Containment was the foreign policy of the United States from the late 1940s through most of the 1950s. It was an attempt to halt what US policymakes viewed as Soviet expansionism, especially in Europe, in the wake of World War II. The term was first used in 1947 by George Kennan in a famous anonymous article (known as the "X Article" but actually entitled "The Sources of Soviet Conduct") in the journal Foreign Affairs. It was a continuation of a number of ideas he had first advanced in a "Long Telegram" to the U.S. State Department from his diplomatic post in Moscow in 1946. This telegram argued that the Soviets had designs on all of Eastern Europe, but would yield in the face of firm resistance.
In the "X Article" he thus advocated a "patient but firm and vigilant containment of Russian expansive tendencies." The United States must, he argued, counter "Soviet pressure against the free institutions of the Western world" through the "adroit and vigilant application of counter-force at a series of constantly shifting geographical and political points, corresponding to the shifts and maneuvers of Soviet policy." Kennan thought this policy would generate failures for the Soviet Union that might weaken the entire edifice upon which Soviet power was based, the inevitabilty of world communist domination.

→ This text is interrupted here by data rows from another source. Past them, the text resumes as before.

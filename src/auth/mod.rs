pub mod broker;
pub mod credential;
pub mod exchange;
pub mod prompt;
pub mod registration;
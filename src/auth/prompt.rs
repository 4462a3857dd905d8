use std::io::Write;

use async_trait::async_trait;
use error_stack::{Result, ResultExt};

use super::broker::AuthExchangeError;

/// Capability for obtaining the one-time authorization code from the
/// operator. Injected into the broker so the interactive wait can be replaced
/// in tests; the production implementation suspends indefinitely until a line
/// arrives.
#[async_trait]
pub trait AuthorizationCodePrompt: Send + Sync {
    async fn request_code(&self, auth_url: &str) -> Result<String, AuthExchangeError>;
}

/// Console prompt: prints the consent URL and reads the pasted code from
/// standard input.
pub struct StdinPrompt;

#[async_trait]
impl AuthorizationCodePrompt for StdinPrompt {
    async fn request_code(&self, auth_url: &str) -> Result<String, AuthExchangeError> {
        println!("Open this URL in your browser to authorize access:");
        println!("{auth_url}");
        print!("Paste the authorization code here: ");
        std::io::stdout()
            .flush()
            .change_context(AuthExchangeError::Prompt)?;

        // stdin has no async reader worth pulling in for a single line; move
        // the blocking read off the runtime instead.
        let line = tokio::task::spawn_blocking(|| {
            let mut line = String::new();
            std::io::stdin().read_line(&mut line).map(|_| line)
        })
        .await
        .change_context(AuthExchangeError::Prompt)?
        .change_context(AuthExchangeError::Prompt)?;

        Ok(line.trim().to_owned())
    }
}
use std::path::Path;

use error_stack::{report, Result, ResultExt};
use reqwest::Url;
use serde::Deserialize;

use crate::config::ConfigError;

pub const SPREADSHEETS_SCOPE: &str = "https://www.googleapis.com/auth/spreadsheets";

const AUTHORIZATION_ENDPOINT: &str = "https://accounts.google.com/o/oauth2/v2/auth";

/// OAuth client registration for an installed application, as issued by the
/// Google Cloud console. Loaded once and immutable for the process lifetime.
#[derive(Deserialize, Debug, Clone)]
pub struct ClientRegistration {
    pub client_id: String,
    pub client_secret: String,
    pub redirect_uris: Vec<String>,
}

#[derive(Deserialize)]
struct ClientSecretFile {
    installed: ClientRegistration,
}

impl ClientRegistration {
    pub fn from_file(path: &Path) -> Result<Self, ConfigError> {
        let registration_error = || ConfigError::Registration {
            path: path.display().to_string(),
        };

        let raw = std::fs::read_to_string(path).change_context_lazy(registration_error)?;
        let parsed: ClientSecretFile =
            serde_json::from_str(&raw).change_context_lazy(registration_error)?;
        parsed.installed.validated()
    }

    fn validated(self) -> Result<Self, ConfigError> {
        if self.client_id.is_empty() {
            return Err(report!(ConfigError::MissingField { field: "client_id" }));
        }
        if self.client_secret.is_empty() {
            return Err(report!(ConfigError::MissingField {
                field: "client_secret"
            }));
        }
        if self.redirect_uris.first().map_or(true, String::is_empty) {
            return Err(report!(ConfigError::MissingField {
                field: "redirect_uris"
            }));
        }
        Ok(self)
    }

    /// The first registered redirect endpoint is the one used for the flow.
    pub fn redirect_uri(&self) -> &str {
        &self.redirect_uris[0]
    }

    /// Consent URL the operator opens in a browser. Offline access is
    /// requested so the exchange yields a refresh token.
    pub fn authorization_url(&self) -> String {
        let mut url = Url::parse(AUTHORIZATION_ENDPOINT).expect("static endpoint URL is valid");
        url.query_pairs_mut()
            .append_pair("response_type", "code")
            .append_pair("access_type", "offline")
            .append_pair("scope", SPREADSHEETS_SCOPE)
            .append_pair("client_id", &self.client_id)
            .append_pair("redirect_uri", self.redirect_uri());
        url.into()
    }
}
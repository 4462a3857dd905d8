use serde_json::{Map, Value};

/// Raw tabular data as returned by the values API: rows of columns.
pub type Grid = Vec<Vec<Value>>;

/// One data row reinterpreted as a field-name → value mapping. The map keeps
/// insertion order, so fields follow the header column order.
pub type Record = Map<String, Value>;

pub type RecordSet = Vec<Record>;

/// Reinterprets a grid as named-field records using row 0 as the header.
///
/// Returns `None` only for a grid with no rows at all (the "no data"
/// sentinel); a grid with just a header row yields an empty set. Rows shorter
/// than the header fill the unmatched fields with null, longer rows have the
/// extra columns dropped, and a duplicate header name takes its value from
/// the last column carrying it.
pub fn to_records(grid: &[Vec<Value>]) -> Option<RecordSet> {
    let (header, data_rows) = grid.split_first()?;
    let field_names: Vec<String> = header.iter().map(field_name).collect();

    let records = data_rows
        .iter()
        .map(|row| {
            let mut record = Record::new();
            for (index, name) in field_names.iter().enumerate() {
                record.insert(
                    name.clone(),
                    row.get(index).cloned().unwrap_or(Value::Null),
                );
            }
            record
        })
        .collect();

    Some(records)
}

fn field_name(cell: &Value) -> String {
    match cell {
        Value::String(name) => name.clone(),
        other => other.to_string(),
    }
}
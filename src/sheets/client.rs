use async_trait::async_trait;
use error_stack::{Result, ResultExt};
use serde::Deserialize;
use thiserror::Error;

use crate::auth::credential::AuthorizationCredential;

use super::records::Grid;

const VALUES_ENDPOINT: &str = "https://sheets.googleapis.com/v4/spreadsheets";

#[derive(Error, Debug)]
pub enum RemoteQueryError {
    #[error("could not fetch range '{range}' from spreadsheet '{spreadsheet_id}'")]
    Fetch {
        spreadsheet_id: String,
        range: String,
    },
}

/// Opaque capability to fetch a grid by spreadsheet identifier and range.
#[async_trait]
pub trait ValuesReader: Send + Sync {
    async fn read_range(&self, spreadsheet_id: &str, range: &str)
        -> Result<Grid, RemoteQueryError>;
}

/// values.get response body. A range with no cells comes back without a
/// `values` key at all.
#[derive(Debug, Deserialize)]
struct ValueRange {
    #[serde(default)]
    values: Grid,
}

/// Session bound to an acquired credential, reading ranges over the Sheets v4
/// values endpoint. An expired token surfaces here as a query error.
pub struct HttpValuesClient {
    http: reqwest::Client,
    credential: AuthorizationCredential,
}

impl HttpValuesClient {
    pub fn new(http: reqwest::Client, credential: AuthorizationCredential) -> Self {
        HttpValuesClient { http, credential }
    }
}

#[async_trait]
impl ValuesReader for HttpValuesClient {
    async fn read_range(
        &self,
        spreadsheet_id: &str,
        range: &str,
    ) -> Result<Grid, RemoteQueryError> {
        let fetch_error = || RemoteQueryError::Fetch {
            spreadsheet_id: spreadsheet_id.to_owned(),
            range: range.to_owned(),
        };

        let url = format!("{VALUES_ENDPOINT}/{spreadsheet_id}/values/{range}");
        let value_range: ValueRange = self
            .http
            .get(&url)
            .bearer_auth(&self.credential.access_token)
            .send()
            .await
            .change_context_lazy(fetch_error)?
            .error_for_status()
            .change_context_lazy(fetch_error)?
            .json()
            .await
            .change_context_lazy(fetch_error)?;

        Ok(value_range.values)
    }
}
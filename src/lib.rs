pub mod auth;
pub mod config;
pub mod sheets;
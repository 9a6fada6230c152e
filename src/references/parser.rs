//! Reference parser
//!
//! Splits a shorthand reference into its components, corrects references to
//! one-chapter books, and checks the result against the book catalog. The
//! pipeline is: normalize separators, match the grammar table, apply the
//! one-chapter correction, validate books (early exit on unknown books),
//! validate ordering, validate bounds.

use crate::books::BookCatalog;
use crate::references::grammar::{self, GrammarType};
use crate::references::messages;

/// The structured outcome of one parse call. Created fresh per call, never
/// shared or persisted.
///
/// Numeric fields use `0` as "not present in this grammar type";
/// `grammar_type` is `None` when no pattern matched.
#[derive(Debug, Clone, PartialEq, Eq)]
pub struct ParsedReference {
    /// The input with `,`/`:` replaced by `.`, rewritten again if the
    /// one-chapter-book correction applied.
    pub normalized: String,
    pub grammar_type: Option<GrammarType>,
    /// Book tokens with the case as typed; `to_book` empty if absent.
    pub from_book: String,
    pub to_book: String,
    pub from_chapter: u32,
    pub to_chapter: u32,
    pub from_verse: u32,
    pub to_verse: u32,
    /// True only if a pattern matched and every validation stage succeeded.
    pub passed: bool,
    /// Diagnostics in the order generated; empty when `passed`.
    pub messages: Vec<String>,
}

impl ParsedReference {
    fn new(normalized: String) -> Self {
        Self {
            normalized,
            grammar_type: None,
            from_book: String::new(),
            to_book: String::new(),
            from_chapter: 0,
            to_chapter: 0,
            from_verse: 0,
            to_verse: 0,
            passed: true,
            messages: Vec::new(),
        }
    }

    fn fail(&mut self, message: String) {
        self.passed = false;
        self.messages.push(message);
    }
}

/// Parses shorthand references against a read-only book catalog.
///
/// `parse` is a pure function of its input and the catalog; the parser can be
/// shared freely across threads.
pub struct ReferenceParser<'c> {
    catalog: &'c BookCatalog,
}

impl<'c> ReferenceParser<'c> {
    pub fn new(catalog: &'c BookCatalog) -> Self {
        Self { catalog }
    }

    /// Parse and validate one reference. Never fails with `Err` or a panic;
    /// unparseable or invalid input is reported through `passed = false` and
    /// the accumulated diagnostics.
    pub fn parse(&self, reference: &str) -> ParsedReference {
        let normalized: String = reference
            .chars()
            .map(|c| if c == ',' || c == ':' { '.' } else { c })
            .collect();
        let mut parsed = ParsedReference::new(normalized);

        let (tag, matched) = match grammar::match_reference(&parsed.normalized) {
            Some(hit) => hit,
            None => {
                parsed.fail(messages::render(messages::INVALID_PATTERN, &[]));
                return parsed;
            }
        };

        parsed.grammar_type = Some(tag);
        parsed.from_book = matched.from_book;
        parsed.to_book = matched.to_book;
        parsed.from_chapter = matched.from_chapter;
        parsed.to_chapter = matched.to_chapter;
        parsed.from_verse = matched.from_verse;
        parsed.to_verse = matched.to_verse;

        self.correct_one_chapter_book(&mut parsed);
        self.validate(&mut parsed);
        parsed
    }

    /// One-chapter books are typed without the (always-1) chapter: in "jud3"
    /// the 3 looks like a chapter but is really a verse. Reinterpret the
    /// matched numbers, insert chapter 1 and rewrite the normalized text.
    fn correct_one_chapter_book(&self, parsed: &mut ParsedReference) {
        let applies = matches!(
            parsed.grammar_type,
            Some(GrammarType::FBFC) | Some(GrammarType::FBFCTC)
        ) && self.catalog.is_one_chapter_book(&parsed.from_book);
        if !applies {
            return;
        }

        parsed.from_verse = parsed.from_chapter;
        if parsed.grammar_type == Some(GrammarType::FBFCTC) {
            parsed.to_verse = parsed.to_chapter;
            parsed.to_chapter = 0;
            parsed.grammar_type = Some(GrammarType::FBFCFVTV);
            parsed.normalized = format!(
                "{}1.{}-{}",
                parsed.from_book, parsed.from_verse, parsed.to_verse
            );
        } else {
            parsed.grammar_type = Some(GrammarType::FBFCFV);
            parsed.normalized = format!("{}1.{}", parsed.from_book, parsed.from_verse);
        }
        parsed.from_chapter = 1;
    }

    fn validate(&self, parsed: &mut ParsedReference) {
        // Stage 1/2: both book tokens must be known abbreviations. If either
        // is not, no range check on the unverified tokens makes sense.
        if !self.catalog.is_valid_abbreviation(&parsed.from_book) {
            parsed.fail(messages::render(
                messages::INVALID_ABBREVIATION,
                &[("book", &parsed.from_book)],
            ));
        }
        if !parsed.to_book.is_empty() && !self.catalog.is_valid_abbreviation(&parsed.to_book) {
            parsed.fail(messages::render(
                messages::INVALID_ABBREVIATION,
                &[("book", &parsed.to_book)],
            ));
        }
        if !parsed.passed {
            return;
        }

        // Stage 4: type-specific ordering of the to-part against the
        // from-part. Failures accumulate; the pipeline keeps going.
        match parsed.grammar_type {
            Some(GrammarType::FBFCTC) => {
                if parsed.to_chapter <= parsed.from_chapter {
                    parsed.fail(messages::render(messages::CHAPTER_ORDER, &[]));
                }
            }
            Some(GrammarType::FBFCFVTCTV) => {
                let forward = parsed.to_chapter > parsed.from_chapter
                    || (parsed.to_chapter == parsed.from_chapter
                        && parsed.to_verse > parsed.from_verse);
                if !forward {
                    parsed.fail(messages::render(messages::CHAPTER_VERSE_ORDER, &[]));
                }
            }
            Some(GrammarType::FBFCFVTV) => {
                if parsed.to_verse <= parsed.from_verse {
                    parsed.fail(messages::render(messages::VERSE_ORDER, &[]));
                }
            }
            _ => {}
        }

        // Stage 5: a book span must run forward in canonical order. Both
        // abbreviations are already known to be valid.
        if parsed.grammar_type == Some(GrammarType::FBTB)
            && self.catalog.sort_value(&parsed.to_book) <= self.catalog.sort_value(&parsed.from_book)
        {
            parsed.fail(messages::render(messages::BOOK_ORDER, &[]));
        }

        // Stage 6: from-chapter within the book. Checking the from side is
        // sufficient; a form like "gen1-ex7" is not in the grammar.
        if parsed.from_chapter != 0 {
            if let Some(max) = self.catalog.max_chapter(&parsed.from_book) {
                if parsed.from_chapter > max {
                    parsed.fail(messages::render(
                        messages::CHAPTER_BOUND,
                        &[("book", &parsed.from_book), ("max", &max.to_string())],
                    ));
                }
            }
        }

        // Stage 7: from-verse within the chapter. Skipped when the chapter
        // itself was out of range (no verse count exists to compare against).
        if parsed.from_verse != 0 {
            if let Some(max) = self
                .catalog
                .max_verse(&parsed.from_book, parsed.from_chapter)
            {
                if parsed.from_verse > max {
                    parsed.fail(messages::render(
                        messages::VERSE_BOUND,
                        &[
                            ("book", &parsed.from_book),
                            ("chapter", &parsed.from_chapter.to_string()),
                            ("max", &max.to_string()),
                        ],
                    ));
                }
            }
        }
    }
}
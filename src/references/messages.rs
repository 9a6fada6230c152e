//! Diagnostic message templates
//!
//! Message text is data, not control flow: the validation pipeline picks a
//! template and the parameters, [`render`] substitutes them. Translating the
//! diagnostics to another language is a template swap, not a code change.

/// The input matched none of the grammar patterns.
pub const INVALID_PATTERN: &str = "Invalid pattern in reference.";

/// A book token is not a known abbreviation.
pub const INVALID_ABBREVIATION: &str = "Invalid abbreviation \"{book}\".";

/// FBFCTC: the to-chapter does not come after the from-chapter.
pub const CHAPTER_ORDER: &str = "To-chapter must be greater than from-chapter.";

/// FBFCFVTCTV: the to position does not come after the from position.
pub const CHAPTER_VERSE_ORDER: &str =
    "To chapter and verse must be greater than from chapter and verse.";

/// FBFCFVTV: the to-verse does not come after the from-verse.
pub const VERSE_ORDER: &str = "To-verse must be greater than from-verse.";

/// FBTB: the books are not in canonical order.
pub const BOOK_ORDER: &str = "The books are in the wrong order.";

/// The from-chapter exceeds the book's chapter count.
pub const CHAPTER_BOUND: &str = "{book} has only {max} chapters";

/// The from-verse exceeds the chapter's verse count.
pub const VERSE_BOUND: &str = "{book}{chapter} has only {max} verses";

/// Substitute named `{placeholder}` parameters into a template.
pub fn render(template: &str, params: &[(&str, &str)]) -> String {
    let mut out = template.to_string();
    for (name, value) in params {
        out = out.replace(&format!("{{{}}}", name), value);
    }
    out
}

#[cfg(test)]
mod tests {
    use super::*;

    #[test]
    fn render_substitutes_named_params() {
        assert_eq!(
            render(CHAPTER_BOUND, &[("book", "gen"), ("max", "50")]),
            "gen has only 50 chapters"
        );
        assert_eq!(
            render(VERSE_BOUND, &[("book", "gen"), ("chapter", "1"), ("max", "31")]),
            "gen1 has only 31 verses"
        );
    }

    #[test]
    fn render_without_params_is_identity() {
        assert_eq!(render(INVALID_PATTERN, &[]), INVALID_PATTERN);
    }
}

The policy was put into practice by President Harry Truman, who, in pursuance of the so-called "Truman Doctrine," sent millions in aid to both Greece and Turkey, which were in the midst of civil strife and facing communist takeover. US intervention in Korea was also an example of containment. While the policy came under criticism in the early fifties, it would remain influential in the thinking of many policy-makers throughout the Cold War.